## [ENTRIES PROVIDED]
- Opening Delimiter -

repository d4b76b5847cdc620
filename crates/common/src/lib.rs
pub mod config;
pub mod error;
pub mod types;

pub use config::Config;
pub use error::{Error, Result};
pub use types::*;
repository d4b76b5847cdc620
use crate::cost::CostTable;

/// Dynamic-programming tables over every prefix of the series.
///
/// `opt[j]` is the minimum total cost of covering points `1..=j` and
/// `choice[j]` is the 1-based start of the last segment in that optimum.
/// Index 0 is the empty prefix: `opt[0] = 0`, `choice[0] = 0`.
#[derive(Debug, Clone, PartialEq)]
pub struct Partition {
    opt: Vec<f64>,
    choice: Vec<usize>,
}

impl Partition {
    /// `opt[j] = segment_cost + min over i in 1..=j of (E(i, j) + opt[i - 1])`.
    ///
    /// Ties keep the smallest `i`. The first candidate is always accepted, so
    /// a choice exists even when every error is astronomically large.
    pub fn solve(table: &CostTable, segment_cost: f64) -> Self {
        let n = table.len();
        let mut opt = Vec::with_capacity(n + 1);
        let mut choice = Vec::with_capacity(n + 1);
        opt.push(0.0);
        choice.push(0);

        for j in 1..=n {
            let mut best_start = 1;
            let mut best = table.get(1, j).sqerr + opt[0];
            for i in 2..=j {
                let candidate = table.get(i, j).sqerr + opt[i - 1];
                if candidate < best {
                    best = candidate;
                    best_start = i;
                }
            }
            opt.push(best + segment_cost);
            choice.push(best_start);
        }

        Self { opt, choice }
    }

    /// Number of points covered (N).
    pub fn len(&self) -> usize {
        self.opt.len() - 1
    }

    pub fn is_empty(&self) -> bool {
        self.len() == 0
    }

    /// Minimal total cost of the whole series, `opt[N]`.
    pub fn total_cost(&self) -> f64 {
        self.opt[self.len()]
    }

    pub fn opt(&self) -> &[f64] {
        &self.opt
    }

    pub fn choice(&self) -> &[usize] {
        &self.choice
    }
}

#[cfg(test)]
mod tests {
    use super::*;
    use crate::prefix::PrefixSums;
    use common::Point;

    fn solve(raw: &[(f64, f64)], c: f64) -> Partition {
        let points: Vec<Point> = raw.iter().map(|&(x, y)| Point::new(x, y)).collect();
        let prefix = PrefixSums::new(&points);
        Partition::solve(&CostTable::build(&points, &prefix), c)
    }

    #[test]
    fn empty_series_is_trivial() {
        let p = solve(&[], 3.0);
        assert!(p.is_empty());
        assert_eq!(p.opt(), &[0.0]);
        assert_eq!(p.choice(), &[0]);
        assert_eq!(p.total_cost(), 0.0);
    }

    #[test]
    fn penalty_charged_once_per_segment() {
        let p = solve(&[(1.0, 1.0), (2.0, 2.0), (3.0, 3.0)], 2.5);
        assert_eq!(p.choice(), &[0, 1, 1, 1]);
        assert!((p.total_cost() - 2.5).abs() < 1e-12);
    }

    #[test]
    fn ties_keep_smallest_start() {
        // Both {1},{2,3} and {1,2},{3} cost 2C with zero error.
        let p = solve(&[(1.0, 0.0), (2.0, 5.0), (3.0, 0.0)], 1.0);
        assert_eq!(p.opt(), &[0.0, 1.0, 1.0, 2.0]);
        assert_eq!(p.choice()[3], 2);
    }

    #[test]
    fn choices_stay_in_range() {
        let p = solve(&[(1.0, 4.0), (2.0, -3.0), (3.0, 8.0), (4.0, 0.0), (5.0, 2.0)], 0.1);
        for (j, &i) in p.choice().iter().enumerate().skip(1) {
            assert!((1..=j).contains(&i), "choice[{j}] = {i}");
        }
    }
}
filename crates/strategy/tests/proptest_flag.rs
use proptest::prelude::*;
use strategy::indicators::angle_between_slopes;
use strategy::{FlagIndicator, FlagParams, FlagVerdict};

proptest! {
    /// The angle is symmetric and stays within [0, 180].
    #[test]
    fn angle_is_bounded_and_symmetric(a in -1e6f64..1e6, b in -1e6f64..1e6) {
        let ab = angle_between_slopes(a, b);
        let ba = angle_between_slopes(b, a);
        prop_assert!((0.0..=180.0).contains(&ab), "angle {}", ab);
        prop_assert!((ab - ba).abs() < 1e-9);
    }

    /// Any finite history yields a verdict without panicking, and a flag
    /// verdict always satisfies every threshold.
    #[test]
    fn flag_verdicts_respect_thresholds(
        highs in prop::collection::vec(0.0f64..500.0, 0..40),
        lows in prop::collection::vec(0.0f64..500.0, 0..40),
        lookback in 1usize..50,
        segment_cost in 0.0f64..20.0,
    ) {
        let params = FlagParams { lookback, segment_cost, ..FlagParams::default() };
        let verdict = FlagIndicator::new(params).evaluate(&highs, &lows);

        match verdict {
            FlagVerdict::Flag { avg_slope, angle, high_sqerr, low_sqerr } => {
                prop_assert!(angle < params.flag_tolerance_degrees);
                prop_assert!(avg_slope > params.min_positive_slope);
                prop_assert!(high_sqerr < params.error_threshold);
                prop_assert!(low_sqerr < params.error_threshold);
            }
            FlagVerdict::InsufficientData => {
                prop_assert!(highs.is_empty() || lows.is_empty());
            }
            _ => {}
        }
    }
}
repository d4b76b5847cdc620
//! Optimal segmentation of an ordered point sequence into contiguous
//! least-squares line fits.
//!
//! The total cost of a partition is the sum of each piece's squared error
//! plus a fixed penalty per piece. [`Segmenter`] finds a partition of minimum
//! total cost with the classic segmented least squares dynamic program:
//!
//! 1. [`PrefixSums`] — cumulative Σx, Σy, Σxy, Σx² for O(1) interval statistics.
//! 2. [`CostTable`] — best-fit line and squared error of every interval.
//! 3. [`Partition`] — minimal cost of every prefix and the start of its last piece.
//! 4. [`extract`] — backward walk over those choices into ordered [`Segment`]s.
//!
//! ```
//! use common::Point;
//! use segmentation::Segmenter;
//!
//! let points: Vec<Point> = (1..=4).map(|i| Point::new(i as f64, i as f64)).collect();
//! let result = Segmenter::new(1.0).segment(&points);
//! assert_eq!(result.segments.len(), 1);
//! assert_eq!((result.segments[0].start, result.segments[0].end), (1, 4));
//! ```

pub mod cost;
pub mod extract;
pub mod partition;
pub mod prefix;
pub mod segmenter;
pub mod trace;

pub use cost::{CostEntry, CostTable, FillPool, LineFit, VERTICAL_SLOPE_SENTINEL};
pub use extract::extract;
pub use partition::Partition;
pub use prefix::{IntervalStats, PrefixSums};
pub use segmenter::{segment, Segmentation, Segmenter};
pub use trace::{NoTrace, SegmentationTrace, TracingTrace};

pub use common::{Point, Segment};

- Closing Delimiter -

## [WORK REQUIRED]
Starting with the line that holds "pub mod cost;", copy each remaining line of the listing above exactly, through the last one.

## [TASK RESULT]
pub mod cost;
pub mod extract;
pub mod partition;
pub mod prefix;
pub mod segmenter;
pub mod trace;

pub use cost::{CostEntry, CostTable, FillPool, LineFit, VERTICAL_SLOPE_SENTINEL};
pub use extract::extract;
pub use partition::Partition;
pub use prefix::{IntervalStats, PrefixSums};
pub use segmenter::{segment, Segmentation, Segmenter};
pub use trace::{NoTrace, SegmentationTrace, TracingTrace};

pub use common::{Point, Segment};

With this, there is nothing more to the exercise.